Dáil debates

Thursday, 28 May 2015

Aer Lingus Share Disposal: Motion (Resumed)

 

3:45 pm

Photo of Simon CoveneySimon Coveney (Cork South Central, Fine Gael) | Oireachtas source

I welcome this debate and in particular congratulate my colleague, the Minister for Transport, Tourism and Sport, Deputy Paschal Donohoe, for doing a very competent and good job over the last six months in negotiating a deal for Aer Lingus, Ireland, regional connectivity and the staff of the company that is very much worth supporting. It is important in debating this issue to do so on the basis of the facts. Some Deputies opposite have been talking about Aer Lingus as if we owned it in full. We do not. The decision was made in 2006 to privatise Aer Lingus for good or for ill. What we have today is a 25.1 % stake that gives us a very limited influence over the running of the airline. On key issues like the protection of slots into Heathrow, the only thing we can do is to act in combination with other shareholders to prevent the sale of those slots. As we saw a number of years ago when Aer Lingus decided for commercial reasons to move a slot from Shannon to Belfast, the Government could do nothing about it. As such, we need to get away from this narrative that Ireland is somehow selling a State airline. The decision was made back in 2006 to privatise an airline that had to survive on its own commercially.

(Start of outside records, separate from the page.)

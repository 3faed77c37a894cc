use std::fmt;

use action_primitives::DriverError;
use serde::{Deserialize, Serialize};
use thiserror::Error;

/// What went wrong talking to Chromium.
#[derive(Clone, Copy, Debug, Error, PartialEq, Eq, Serialize, Deserialize)]
pub enum AdapterErrorKind {
    #[error("deadline exceeded")]
    NavTimeout,
    #[error("cdp i/o failure")]
    CdpIo,
    #[error("target not found")]
    TargetNotFound,
    #[error("page script threw")]
    ScriptException,
    #[error("internal error")]
    Internal,
}

/// Adapter error with an optional hint and structured payload.
#[derive(Clone, Debug, Serialize, Deserialize)]
pub struct AdapterError {
    pub kind: AdapterErrorKind,
    pub hint: Option<String>,
    pub retriable: bool,
    pub data: Option<serde_json::Value>,
}

impl fmt::Display for AdapterError {
    fn fmt(&self, f: &mut fmt::Formatter<'_>) -> fmt::Result {
        write!(f, "{}", self.kind)?;
        if let Some(hint) = &self.hint {
            write!(f, ": {hint}")?;
        }
        Ok(())
    }
}

impl std::error::Error for AdapterError {}

impl AdapterError {
    pub fn new(kind: AdapterErrorKind) -> Self {
        Self {
            kind,
            hint: None,
            retriable: false,
            data: None,
        }
    }

    pub fn with_hint(mut self, hint: impl Into<String>) -> Self {
        self.hint = Some(hint.into());
        self
    }

    pub fn retriable(mut self, flag: bool) -> Self {
        self.retriable = flag;
        self
    }

    pub fn with_data(mut self, data: serde_json::Value) -> Self {
        self.data = Some(data);
        self
    }
}

impl From<AdapterError> for DriverError {
    fn from(err: AdapterError) -> Self {
        let message = err.to_string();
        match err.kind {
            AdapterErrorKind::NavTimeout => DriverError::Timeout(message),
            AdapterErrorKind::TargetNotFound => DriverError::Closed(message),
            AdapterErrorKind::ScriptException => DriverError::Script(message),
            AdapterErrorKind::CdpIo | AdapterErrorKind::Internal => DriverError::Io(message),
        }
    }
}

#[cfg(test)]
mod tests {
    use super::*;

    #[test]
    fn maps_onto_driver_errors() {
        let timeout: DriverError = AdapterError::new(AdapterErrorKind::NavTimeout)
            .with_hint("Page.navigate")
            .into();
        assert_eq!(timeout, DriverError::Timeout("deadline exceeded: Page.navigate".into()));

        let gone: DriverError = AdapterError::new(AdapterErrorKind::TargetNotFound).into();
        assert!(matches!(gone, DriverError::Closed(_)));
        assert!(!gone.is_retryable());
    }
}
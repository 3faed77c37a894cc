use std::process::ExitCode;

use anyhow::Result;
use clap::Parser;
use tracing::{error, info};

use super::context::CliContext;
use super::dispatch::dispatch;
use super::env::CliArgs;
use super::runtime::{init_logging, load_config, LoadedConfig};

pub async fn run() -> Result<ExitCode> {
    let cli = CliArgs::parse();

    init_logging(&cli.log_level, cli.debug, cli.log_json)?;

    info!("Starting scenario-runner v{}", env!("CARGO_PKG_VERSION"));

    let LoadedConfig { mut config, path } = load_config(cli.config.as_ref()).await?;
    config.apply_env_overrides();
    let cli_context = CliContext::new(config, path);

    match dispatch(&cli, &cli_context).await {
        Ok(code) => {
            info!("Command completed");
            Ok(code)
        }
        Err(err) => {
            error!("Command failed: {:#}", err);
            Err(err)
        }
    }
}
#[async_trait]
impl BrowserDriver for FakeDriver {
    async fn new_page(&self) -> Result<PageId, DriverError> {
        let mut state = self.lock();
        state.calls.push("new_page".to_string());
        Ok(state.open_page("about:blank"))
    }

    async fn pages(&self) -> Result<Vec<PageInfo>, DriverError> {
        Ok(self
            .lock()
            .pages
            .iter()
            .filter(|p| !p.closed)
            .map(|p| PageInfo {
                id: p.id.clone(),
                url: p.url.clone(),
                title: p.title.clone(),
            })
            .collect())
    }

    async fn close_page(&self, page: &PageId) -> Result<(), DriverError> {
        let mut state = self.lock();
        state.calls.push(format!("close_page {page}"));
        if state.fail_close {
            return Err(DriverError::Io(format!("closing {page} failed")));
        }
        state.page_mut(page)?.closed = true;
        Ok(())
    }

    async fn navigate(&self, page: &PageId, url: &str, _timeout: Duration) -> Result<(), DriverError> {
        let mut state = self.lock();
        state.calls.push(format!("navigate {url}"));
        let target = state
            .redirects
            .get(url)
            .cloned()
            .unwrap_or_else(|| url.to_string());
        state.page_mut(page)?.url = target;
        Ok(())
    }

    async fn wait_for_dom_ready(&self, context: &ContextRef, _timeout: Duration) -> Result<(), DriverError> {
        self.lock().doc(context).map(|_| ())
    }

    async fn frames(&self, page: &PageId) -> Result<Vec<FrameInfo>, DriverError> {
        let state = self.lock();
        let target = state.page(page)?;
        let mut frames = vec![FrameInfo {
            id: FrameId(format!("{}-main", target.id)),
            name: String::new(),
            url: target.url.clone(),
            is_main: true,
        }];
        frames.extend(target.frames.iter().map(|f| FrameInfo {
            id: f.id.clone(),
            name: f.name.clone(),
            url: f.url.clone(),
            is_main: false,
        }));
        Ok(frames)
    }

    async fn wait_for_state(
        &self,
        element: &ElementHandle,
        state: ElementState,
        _timeout: Duration,
    ) -> Result<(), DriverError> {
        self.log(format!("wait_for_state {state:?} {}", element.selector));
        let found = self.lock().resolve(element)?;
        let reached = match (state, found) {
            (_, None) => false,
            (ElementState::Attached, Some(_)) => true,
            (ElementState::Visible, Some((_, _, el))) => el.visible,
        };
        if reached {
            Ok(())
        } else {
            Err(DriverError::Timeout(format!(
                "{} not {:?}",
                element.selector, state
            )))
        }
    }

    async fn is_visible(&self, element: &ElementHandle) -> Result<bool, DriverError> {
        Ok(self
            .lock()
            .resolve(element)?
            .map(|(_, _, el)| el.visible)
            .unwrap_or(false))
    }

    async fn evaluate(&self, element: &ElementHandle, script: &str) -> Result<Value, DriverError> {
        if script == scripts::SCROLL_INTO_VIEW {
            self.log(format!("scroll_into_view {}", element.selector));
        }
        let (_, _, el) = self.lock().require(element)?;
        let value = match script {
            scripts::ACTIONABILITY_PROBE => json!({
                "attached": true,
                "visible": el.visible,
                "enabled": el.enabled,
                "width": el.width,
                "height": el.height,
                "pointerEventsNone": el.pointer_events_none,
            }),
            scripts::INNER_TEXT => Value::String(el.text.clone()),
            scripts::VISIBILITY_PROBE => {
                Value::Bool(el.visible && el.width > 0.0 && el.height > 0.0)
            }
            scripts::SCROLL_INTO_VIEW => Value::Bool(true),
            _ => Value::Null,
        };
        Ok(value)
    }

    async fn bounding_box(&self, element: &ElementHandle) -> Result<Option<BoundingBox>, DriverError> {
        Ok(self
            .lock()
            .resolve(element)?
            .filter(|(_, _, el)| el.visible)
            .map(|(slot, idx, el)| fake_box(slot, idx, &el)))
    }

    async fn hover(&self, element: &ElementHandle, _timeout: Duration) -> Result<(), DriverError> {
        self.log(format!("hover {}", element.selector));
        let (_, _, el) = self.lock().require(element)?;
        if el.reject_hover {
            return Err(DriverError::Timeout(format!("hover {}", element.selector)));
        }
        Ok(())
    }

    async fn click(
        &self,
        element: &ElementHandle,
        mode: ClickMode,
        _timeout: Duration,
    ) -> Result<(), DriverError> {
        let label = match mode {
            ClickMode::Native => "native",
            ClickMode::Forced => "forced",
        };
        self.log(format!("click {label} {}", element.selector));
        let (_, _, el) = self.lock().require(element)?;
        match mode {
            ClickMode::Native if el.reject_native => {
                return Err(DriverError::Intercepted(element.selector.clone()))
            }
            ClickMode::Native if !el.visible || !el.enabled => {
                return Err(DriverError::NotActionable(element.selector.clone()))
            }
            ClickMode::Forced if el.reject_forced => {
                return Err(DriverError::Timeout(format!("forced click {}", element.selector)))
            }
            _ => {}
        }
        self.click_effects(element, &el)
    }

    async fn click_at(&self, page: &PageId, x: f64, y: f64) -> Result<(), DriverError> {
        let hit = {
            let mut state = self.lock();
            state.calls.push(format!("click_at {x:.0},{y:.0}"));
            let target = state.page(page)?;
            let mut hit = None;
            for (slot, doc) in target.slots() {
                for (idx, (selector, el)) in doc.elements.iter().enumerate() {
                    if el.visible && fake_box(slot, idx, el).contains(x, y) {
                        let context = match slot {
                            0 => ContextRef::Page(page.clone()),
                            n => ContextRef::Frame {
                                page: page.clone(),
                                frame: target.frames[n - 1].id.clone(),
                            },
                        };
                        hit = Some((ElementHandle::new(context, selector.clone()), el.clone()));
                        break;
                    }
                }
                if hit.is_some() {
                    break;
                }
            }
            hit
        };

        match hit {
            None => Err(DriverError::NotFound(format!("nothing at {x:.0},{y:.0}"))),
            Some((_, el)) if el.reject_coordinates => {
                Err(DriverError::Intercepted(format!("point {x:.0},{y:.0}")))
            }
            Some((handle, el)) => self.click_effects(&handle, &el),
        }
    }

    async fn dispatch_events(
        &self,
        element: &ElementHandle,
        sequence: &EventSequence,
    ) -> Result<(), DriverError> {
        let kind = match sequence {
            EventSequence::Click => "click",
            EventSequence::Input { .. } => "input",
        };
        self.log(format!("dispatch {kind} {}", element.selector));
        let (_, _, el) = self.lock().require(element)?;
        if el.reject_script {
            return Err(DriverError::Script(format!("dispatch {}", element.selector)));
        }
        match sequence {
            EventSequence::Click => self.click_effects(element, &el),
            EventSequence::Input { value } => {
                self.lock()
                    .filled
                    .insert(element.selector.clone(), value.clone());
                Ok(())
            }
        }
    }

    async fn fill(&self, element: &ElementHandle, value: &str, _timeout: Duration) -> Result<(), DriverError> {
        self.log(format!("fill {}", element.selector));
        let (_, _, el) = self.lock().require(element)?;
        if el.reject_fill || !el.enabled {
            return Err(DriverError::NotActionable(element.selector.clone()));
        }
        self.lock()
            .filled
            .insert(element.selector.clone(), value.to_string());
        Ok(())
    }

    async fn screenshot(&self, page: &PageId, path: &Path, _full_page: bool) -> Result<(), DriverError> {
        let fail = {
            let mut state = self.lock();
            let name = path
                .file_name()
                .map(|n| n.to_string_lossy().into_owned())
                .unwrap_or_default();
            state.calls.push(format!("screenshot {name}"));
            state.page(page)?;
            state.fail_screenshots
        };
        if fail {
            return Err(DriverError::Io("screenshot capture failed".to_string()));
        }
        tokio::fs::write(path, b"\x89PNG fake")
            .await
            .map_err(|err| DriverError::Io(err.to_string()))
    }

    async fn content(&self, page: &PageId) -> Result<String, DriverError> {
        let state = self.lock();
        if state.fail_content {
            return Err(DriverError::Io("content unavailable".to_string()));
        }
        let target = state.page(page)?;
        Ok(format!(
            "<html><body>{}</body></html>",
            target.doc.texts.join("\n")
        ))
    }

    async fn current_url(&self, page: &PageId) -> Result<String, DriverError> {
        Ok(self.lock().page(page)?.url.clone())
    }

    async fn title(&self, page: &PageId) -> Result<String, DriverError> {
        Ok(self.lock().page(page)?.title.clone())
    }

    async fn wait_for_new_page(&self, known: &[PageId], timeout: Duration) -> Result<PageId, DriverError> {
        self.lock()
            .pages
            .iter()
            .find(|p| !p.closed && !known.contains(&p.id))
            .map(|p| p.id.clone())
            .ok_or_else(|| DriverError::Timeout(format!("no new page within {timeout:?}")))
    }

    async fn wait_for_url_prefix(
        &self,
        page: &PageId,
        prefix: &str,
        _timeout: Duration,
    ) -> Result<(), DriverError> {
        let url = self.lock().page(page)?.url.clone();
        if url.starts_with(prefix) {
            Ok(())
        } else {
            Err(DriverError::Timeout(format!("url {url} does not start with {prefix}")))
        }
    }

    async fn close(&self) -> Result<(), DriverError> {
        let mut state = self.lock();
        state.calls.push("close".to_string());
        state.closed = true;
        Ok(())
    }
}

Many airlines that were 100% state-owned across the European Union went bust while Aer Lingus has done a brilliant job as a relatively small airline. The only airlines of similar size in Europe are Finnair and TAP. Aer Lingus has done a great job to reinvent itself and find ways to reduce its cost base while increasing its services. Aer Lingus is vulnerable in the future because its size, however. The trend in the airline industry is that airlines of the size of Aer Lingus must be part of partnerships where large parent companies with connectivity all over Europe and all over the world can add strength to the story the company carries into the future. We must decide how we use the 25.1% we currently hold in Aer Lingus at a moment of maximum leverage to ensure we get the best possible deal for the company and the country into the future. In my view, that moment is now. To hear people talking about this being a rushed deal is odd. This has been six or seven months' of negotiation. Nothing has been rushed. Just because everybody in the House has not been involved in all of the conversations does not mean it is a rushed deal.